Revisiting Extended Service Experience Provider Activities: Peak Experiences Providers’ Wellbeing
It can be shown that the evolution of extreme sports, such as Triathlon, is a product of modern consumption where consumers make efforts to escape the ordinary (McCarville 2007) and coping with personal difficulties (Liddell 2013) Furthermore, peak experiences, such as triathlon, often difficult to measure, need service providers deeply keen in keeping consumers not only satisfied with their services, but also enduringly involved (McGinnis et al 2008) and open to actively embark and assume co-constructive well-being transformation. Thus, motivation for consumers of sports to embark in constructive/destructive wellbeing activities are deeply influenced by the support of sports communities (Rosenbaum 2006), materials, and trainers (Maguire 2001). However, knowledge about how service providers cocreate their wellbeing with consumers in these extended, affectively charged, intimate (Arnould and Price 1993), but many times discomforting, service experiences is scarce.
Extreme sports are sources of activities where consumers and providers shape their wellbeing, both hedonic and eudaimonic. TSR researchers call for an agenda for that focuses on hedonic and eudaimonic well-being (Anderson et al 2013, Rosenbaum et al 2012), ideologies that are on juxtaposition (Ryan and Deci 2001). Moreover, studies on sociology of sports acknowledging the role of physical trainers in public health, call for studies which take into consideration the “wholeness” (i.e. cultural, social, economic factors) and complexities of the contexts in which trainers professionals’ work and consumer development takes place (De Lyon et al 2017). Thus while TSR studies have focused on improving well being through solving society wicked problems (Blocker and Barrios 2015, Sanchez-Barrios et al 2015) this study focuses on a gap of generating knowledge about improving wellbeing on more mundane service consumer/provider situations.

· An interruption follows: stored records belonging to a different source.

//! # Symposium Debate
//!
//! Multi-agent debates adjudicated by a judge agent.
//!
//! Agents take a position on a topic, critique each other and defend
//! themselves. After every defense phase the judge scores the round and the
//! debate stops once the judge reports consensus, a round limit is reached,
//! or the caller stops it.
//!
//! ## Key Types
//!
//! - [`DebateOrchestrator`] - The phase/round state machine
//! - [`DebateAgent`] - A debater and its transcript
//! - [`Judge`] - Renders a [`Verdict`] after each round
//! - [`SessionDocument`] / [`SessionStore`] - Save and resume debates
//!
//! ## Quick Start
//!
//! ```rust
//! use std::sync::Arc;
//! use symposium_debate::{AgentSpec, DebateConfig, DebateOrchestrator, JudgeSpec, Phase};
//! use symposium_llm::MockProvider;
//!
//! #[tokio::main]
//! async fn main() {
//!     let config = DebateConfig::new(
//!         vec![
//!             AgentSpec::new("Alice", "mock", "mock"),
//!             AgentSpec::new("Bob", "mock", "mock"),
//!         ],
//!         JudgeSpec::new("mock", "mock"),
//!     );
//!     let mut debate = DebateOrchestrator::with_providers(
//!         config,
//!         vec![Arc::new(MockProvider::smart()), Arc::new(MockProvider::smart())],
//!         Arc::new(MockProvider::smart()),
//!     )
//!     .unwrap();
//!
//!     debate.run("Is nuclear power green?", 3).await.unwrap();
//!     assert_eq!(debate.phase(), Phase::Position);
//!     assert_eq!(debate.round(), 1);
//!     assert_eq!(debate.history().len(), 1);
//! }
//! ```

pub mod agent;
pub mod config;
pub mod error;
pub mod judge;
pub mod orchestrator;
pub mod prompts;
pub mod session;
pub mod store;
pub mod types;
pub mod verdict;

pub use agent::{AgentId, DebateAgent};
pub use config::{AgentSpec, DebateConfig, JudgeSpec};
pub use error::DebateError;
pub use judge::{AgentView, Judge, JudgeView, JudgeViewConfig};
pub use orchestrator::{Advance, DebateOrchestrator, StopReason};
pub use session::{infer_cursor, SavedAgent, SavedVerdict, SessionDocument, SessionState};
pub use store::SessionStore;
pub use types::{DebateType, Phase, Stance, Turn};
pub use verdict::{
    BinaryVerdict, ConsensusVerdict, NonBinaryVerdict, Verdict, VerdictRecord,
    CONSENSUS_THRESHOLD,
};
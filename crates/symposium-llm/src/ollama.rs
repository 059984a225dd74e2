//! Ollama LLM provider for local inference
//!
//! Registered as the `local` provider. Talks to the `/api/chat` endpoint
//! without streaming.

use async_trait::async_trait;
use serde::{Deserialize, Serialize};
use std::time::{Duration, Instant};

use crate::openai::http_client;
use crate::provider::{LlmError, LlmProvider, LlmRequest, LlmResponse};

/// Ollama chat request format
#[derive(Debug, Serialize)]
struct OllamaChatRequest {
    model: String,
    messages: Vec<OllamaMessage>,
    stream: bool,
    options: OllamaOptions,
}

#[derive(Debug, Serialize, Deserialize)]
struct OllamaMessage {
    role: String,
    content: String,
}

#[derive(Debug, Serialize)]
struct OllamaOptions {
    temperature: f32,
    num_predict: u32,
}

/// Ollama chat response format
///
/// Some Ollama-compatible servers answer in the `/api/generate` shape
/// (`response`) even on the chat endpoint; both are accepted.
#[derive(Debug, Deserialize)]
struct OllamaChatResponse {
    #[serde(default)]
    message: Option<OllamaMessage>,
    #[serde(default)]
    response: Option<String>,
    #[serde(default)]
    model: Option<String>,
    #[serde(default)]
    eval_count: Option<u32>,
}

impl OllamaChatResponse {
    fn text(self) -> String {
        match self.message {
            Some(message) => message.content,
            None => self.response.unwrap_or_default(),
        }
    }
}

/// Ollama provider for local LLM inference
#[derive(Debug)]
pub struct OllamaProvider {
    /// Base URL for Ollama API
    base_url: String,
    /// Model to use (e.g., "llama3", "mistral")
    model: String,
    /// HTTP client
    client: reqwest::Client,
}

impl OllamaProvider {
    /// Create a new Ollama provider with default settings
    pub fn new(model: &str) -> Self {
        Self::with_url("http://localhost:11434", model)
    }

    /// Create with custom base URL
    pub fn with_url(base_url: &str, model: &str) -> Self {
        Self {
            base_url: base_url.trim_end_matches('/').to_string(),
            model: model.to_string(),
            client: http_client(Duration::from_secs(120)),
        }
    }

    /// Set the request timeout
    pub fn with_timeout(mut self, timeout: Duration) -> Self {
        self.client = http_client(timeout);
        self
    }
}

#[async_trait]
impl LlmProvider for OllamaProvider {
    fn name(&self) -> &str {
        "local"
    }

    async fn is_available(&self) -> bool {
        let url = format!("{}/api/tags", self.base_url);
        self.client.get(&url).send().await.is_ok()
    }

    async fn complete(&self, request: LlmRequest) -> Result<LlmResponse, LlmError> {
        let start = Instant::now();
        let url = format!("{}/api/chat", self.base_url);

        let mut messages = Vec::with_capacity(2);
        if let Some(system) = request.system {
            messages.push(OllamaMessage {
                role: "system".to_string(),
                content: system,
            });
        }
        messages.push(OllamaMessage {
            role: "user".to_string(),
            content: request.prompt,
        });

        let body = OllamaChatRequest {
            model: self.model.clone(),
            messages,
            stream: false,
            options: OllamaOptions {
                temperature: request.temperature,
                num_predict: request.max_tokens,
            },
        };

        let response = self
            .client
            .post(&url)
            .json(&body)
            .send()
            .await
            .map_err(LlmError::from_transport)?;

        if !response.status().is_success() {
            let status = response.status();
            let body = response.text().await.unwrap_or_default();
            return Err(LlmError::from_status(status, body));
        }

        let api_response: OllamaChatResponse = response
            .json()
            .await
            .map_err(|e| LlmError::InvalidResponse(e.to_string()))?;

        let model = api_response
            .model
            .clone()
            .unwrap_or_else(|| self.model.clone());
        let tokens_used = api_response.eval_count;

        Ok(LlmResponse {
            content: api_response.text(),
            model,
            tokens_used,
            latency_ms: start.elapsed().as_millis() as u64,
        })
    }
}
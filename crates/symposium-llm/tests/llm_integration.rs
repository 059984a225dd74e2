//! Integration tests that require a real LLM API
//!
//! These tests are marked with #[ignore] and require environment variables:
//! - OPENAI_API_KEY for OpenAI tests
//! - ANTHROPIC_API_KEY for Anthropic tests
//!
//! Run with: cargo test -p symposium-llm --test llm_integration -- --ignored

use symposium_llm::{LlmProvider, LlmRequest, ProviderFactory, ProviderRegistry};

/// Test OpenAI provider with real API
#[tokio::test]
#[ignore = "Requires OPENAI_API_KEY"]
async fn test_openai_real_request() {
    let registry = ProviderRegistry::from_env();
    let provider = registry
        .create("openai", "gpt-4o-mini")
        .expect("OPENAI_API_KEY must be set for this test");

    let request = LlmRequest {
        system: Some("Be extremely concise.".to_string()),
        prompt: "What is 2 + 2? Answer with just the number.".to_string(),
        temperature: 0.0,
        max_tokens: 10,
    };

    let response = provider.complete(request).await;
    assert!(response.is_ok(), "Request should succeed: {:?}", response);

    let response = response.unwrap();
    assert!(response.content.contains('4'), "Response should contain '4'");
    println!("OpenAI response: {} ({}ms)", response.content, response.latency_ms);
}

/// Test Anthropic provider with real API
#[tokio::test]
#[ignore = "Requires ANTHROPIC_API_KEY"]
async fn test_anthropic_real_request() {
    let registry = ProviderRegistry::from_env();
    let provider = registry
        .create("anthropic", "claude-3-haiku-20240307")
        .expect("ANTHROPIC_API_KEY must be set for this test");

    let answer = provider
        .ask("What is the capital of France? One word.")
        .await
        .expect("Request should succeed");
    assert!(answer.to_lowercase().contains("paris"));
}

/// An unreachable local endpoint surfaces as a transport error, not a panic
#[tokio::test]
async fn test_unreachable_local_server_is_connection_error() {
    let registry = ProviderRegistry::new(symposium_llm::LlmConfig {
        ollama_url: "http://127.0.0.1:9".to_string(),
        timeout_secs: 2,
        ..Default::default()
    });
    let provider = registry.create("local", "llama3").unwrap();

    let result = provider.ask("hello").await;
    assert!(matches!(
        result,
        Err(symposium_llm::LlmError::ConnectionFailed(_)) | Err(symposium_llm::LlmError::Timeout)
    ));
}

The primary purpose of this investigation is to explore how service providers of peak experience services, co-create wellbeing with their service user´ s at extended service encounters. This study has the objective of exploring the dynamics of wellbeing co-creation for trainers supporting non-professional athletes providing using ethnographic methods. By studying triathlon communities of non-professional athletes as a case study, the researchers explored how trainers´ wellbeing is formed as forms of active integration of competences, materials, communities, and images that help consumers reproduce their actual and recreate new consumption practices , which are sometimes abusive, opportunistic, mistrustful, cheating and discomforting, showing the vulnerability of service providers at extended service encounters. Nowadays researchers made a call to create inclusive service systems (Fisk et al., 2018; Ozanne et al 2015) that enable opportunities, offer choices, relieve suffering and foster happiness to all service entities. As a result, it is important for service designers to consider how service systems can affect employees identity, self-esteem, stress, feelings and wellbeing (Anderson et al., 2012; Chan, Yim, & Lam, 2010).